The Mudcat Café TM
Thread #38806   Message #801835
Posted By: JohnInKansas
12-Oct-02 - 02:01 PM
Thread Name: TECH: Help: CD Burners- What to buy?
Subject: RE: TECH: Help: CD Burners- What to buy?
As this thread is going into its second year, I've had time to gain a little more experience with our setup; and we have added something new. Perhaps additional comment will be helpful.

Wife's setup is the Yamaha CRW-3200EZ mentioned above, added into her Win2K machine that already had a CD-ROM. The main software that came with the Yamaha was Nero - Burning ROM. CD to CD copies are a snap with this setup, and I stuffed our old Win98 "guest" PC into an old "stereo cabinet" with a turntable and tape deck for recording from LPs or tapes direct to the hard drive. The recordings are copied to the PC with the burner via our etherlink LAN for the actual burn.

We recently needed an upgraded laptop for business use, and got a Dell (Latitude C840) that came with a "built-in" burner and "Roxio Easy CD Creator" software.

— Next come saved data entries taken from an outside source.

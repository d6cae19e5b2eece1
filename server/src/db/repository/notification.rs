//! Notification Repository
//!
//! Plain notifications and requests share one table; queries LEFT JOIN the
//! sender for display names.

use super::{RepoError, RepoResult};
use shared::models::NotificationRow;
use shared::types::{RequestStatus, RequestType};
use shared::util::{now_millis, snowflake_id};
use sqlx::SqlitePool;

const NOTIFICATION_SELECT: &str = "SELECT n.id, n.receiver_id, n.message, n.kind, \
     n.is_read, n.created_at, n.sender_id, u.name AS sender_name, n.request_type, n.status \
     FROM notification n \
     LEFT JOIN user u ON u.id = n.sender_id";

pub async fn find_by_id(pool: &SqlitePool, id: i64) -> RepoResult<Option<NotificationRow>> {
    let row =
        sqlx::query_as::<_, NotificationRow>(&format!("{NOTIFICATION_SELECT} WHERE n.id = ?"))
            .bind(id)
            .fetch_optional(pool)
            .await?;
    Ok(row)
}

pub async fn find_by_receiver(
    pool: &SqlitePool,
    receiver_id: i64,
) -> RepoResult<Vec<NotificationRow>> {
    let rows = sqlx::query_as::<_, NotificationRow>(&format!(
        "{NOTIFICATION_SELECT} WHERE n.receiver_id = ? ORDER BY n.created_at DESC"
    ))
    .bind(receiver_id)
    .fetch_all(pool)
    .await?;
    Ok(rows)
}

/// Pending requests addressed to a user
pub async fn find_pending_for(
    pool: &SqlitePool,
    receiver_id: i64,
) -> RepoResult<Vec<NotificationRow>> {
    let rows = sqlx::query_as::<_, NotificationRow>(&format!(
        "{NOTIFICATION_SELECT} WHERE n.receiver_id = ? AND n.kind = 'REQUEST'
         AND n.status = 'PENDING' ORDER BY n.created_at DESC"
    ))
    .bind(receiver_id)
    .fetch_all(pool)
    .await?;
    Ok(rows)
}

/// A PENDING request of the given type in *either* direction between two
/// users
pub async fn pending_request_between(
    pool: &SqlitePool,
    a: i64,
    b: i64,
    request_type: RequestType,
) -> RepoResult<bool> {
    let count: i64 = sqlx::query_scalar(
        "SELECT COUNT(*) FROM notification
         WHERE kind = 'REQUEST' AND request_type = ?1 AND status = 'PENDING'
           AND ((sender_id = ?2 AND receiver_id = ?3) OR (sender_id = ?3 AND receiver_id = ?2))",
    )
    .bind(request_type)
    .bind(a)
    .bind(b)
    .fetch_one(pool)
    .await?;
    Ok(count > 0)
}

pub async fn create_plain(
    pool: &SqlitePool,
    receiver_id: i64,
    message: &str,
) -> RepoResult<NotificationRow> {
    let id = snowflake_id();
    sqlx::query(
        "INSERT INTO notification (id, receiver_id, message, kind, is_read, created_at)
         VALUES (?, ?, ?, 'PLAIN', 0, ?)",
    )
    .bind(id)
    .bind(receiver_id)
    .bind(message)
    .bind(now_millis())
    .execute(pool)
    .await?;

    find_by_id(pool, id)
        .await?
        .ok_or_else(|| RepoError::Database("Failed to create notification".into()))
}

pub async fn create_request(
    pool: &SqlitePool,
    sender_id: i64,
    receiver_id: i64,
    request_type: RequestType,
    message: &str,
) -> RepoResult<NotificationRow> {
    let id = snowflake_id();
    sqlx::query(
        "INSERT INTO notification
            (id, receiver_id, message, kind, is_read, created_at, sender_id, request_type, status)
         VALUES (?, ?, ?, 'REQUEST', 0, ?, ?, ?, 'PENDING')",
    )
    .bind(id)
    .bind(receiver_id)
    .bind(message)
    .bind(now_millis())
    .bind(sender_id)
    .bind(request_type)
    .execute(pool)
    .await?;

    find_by_id(pool, id)
        .await?
        .ok_or_else(|| RepoError::Database("Failed to create request".into()))
}

pub async fn set_status(pool: &SqlitePool, id: i64, status: RequestStatus) -> RepoResult<()> {
    let rows = sqlx::query("UPDATE notification SET status = ? WHERE id = ? AND kind = 'REQUEST'")
        .bind(status)
        .bind(id)
        .execute(pool)
        .await?;
    if rows.rows_affected() == 0 {
        return Err(RepoError::NotFound(format!("Request {id} not found")));
    }
    Ok(())
}

pub async fn mark_read(pool: &SqlitePool, id: i64) -> RepoResult<()> {
    let rows = sqlx::query("UPDATE notification SET is_read = 1 WHERE id = ?")
        .bind(id)
        .execute(pool)
        .await?;
    if rows.rows_affected() == 0 {
        return Err(RepoError::NotFound(format!("Notification {id} not found")));
    }
    Ok(())
}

The Yamaha/Nero setup is our system of choice for music CDs. It's easy and almost foolproof. For data CDs, Nero has one almost fatal flaw. Every file (in Windows) has a "long file name," which is the one you see in Win Explorer. Every file also has a "DOS filename" which is the one you see if you run a "dir" in DOS (Command window). Unfortunately, a data CD uses an ISO filename that is created (using some arcane conversion) during preparation for burning.

Not every "long file name" will convert directly to a "legal ISO" filename. When Nero encounters an illegal ISO filename, it reports the ISO name and stops. It can be literally impossible to determine what DOS or "long filename" corresponds to that ISO name, so you hunt through the directory for something that looks suspicious, change it, and try again. If you're lucky, and changed the right one, Nero then finds the next "ISO filename error" and aborts. Start over. Repeat. Repeat. Repeat.

I was in my third month of trying to get a "clean" set of file names for the backup of our last year of email (1500 files, 700MB) using Nero, when we got the Dell with "Easy CD." When Easy CD finds a "non-conforming" ISO filename, it reports the Windows long file name and suggests a correction. You can accept or edit the correction, and it continues to the next non-conforming name. You can also just click "change all" - and the compilation completes in one shot.

Three months hard work with Nero had NOT produced a good data backup. Fifteen minutes with Easy CD and it was done.

Obviously, most people here are more interested in music CDs than in data backups. Nero is still our choice for music - but if I had only one burner, I'd definitely have both of these programs on the machine.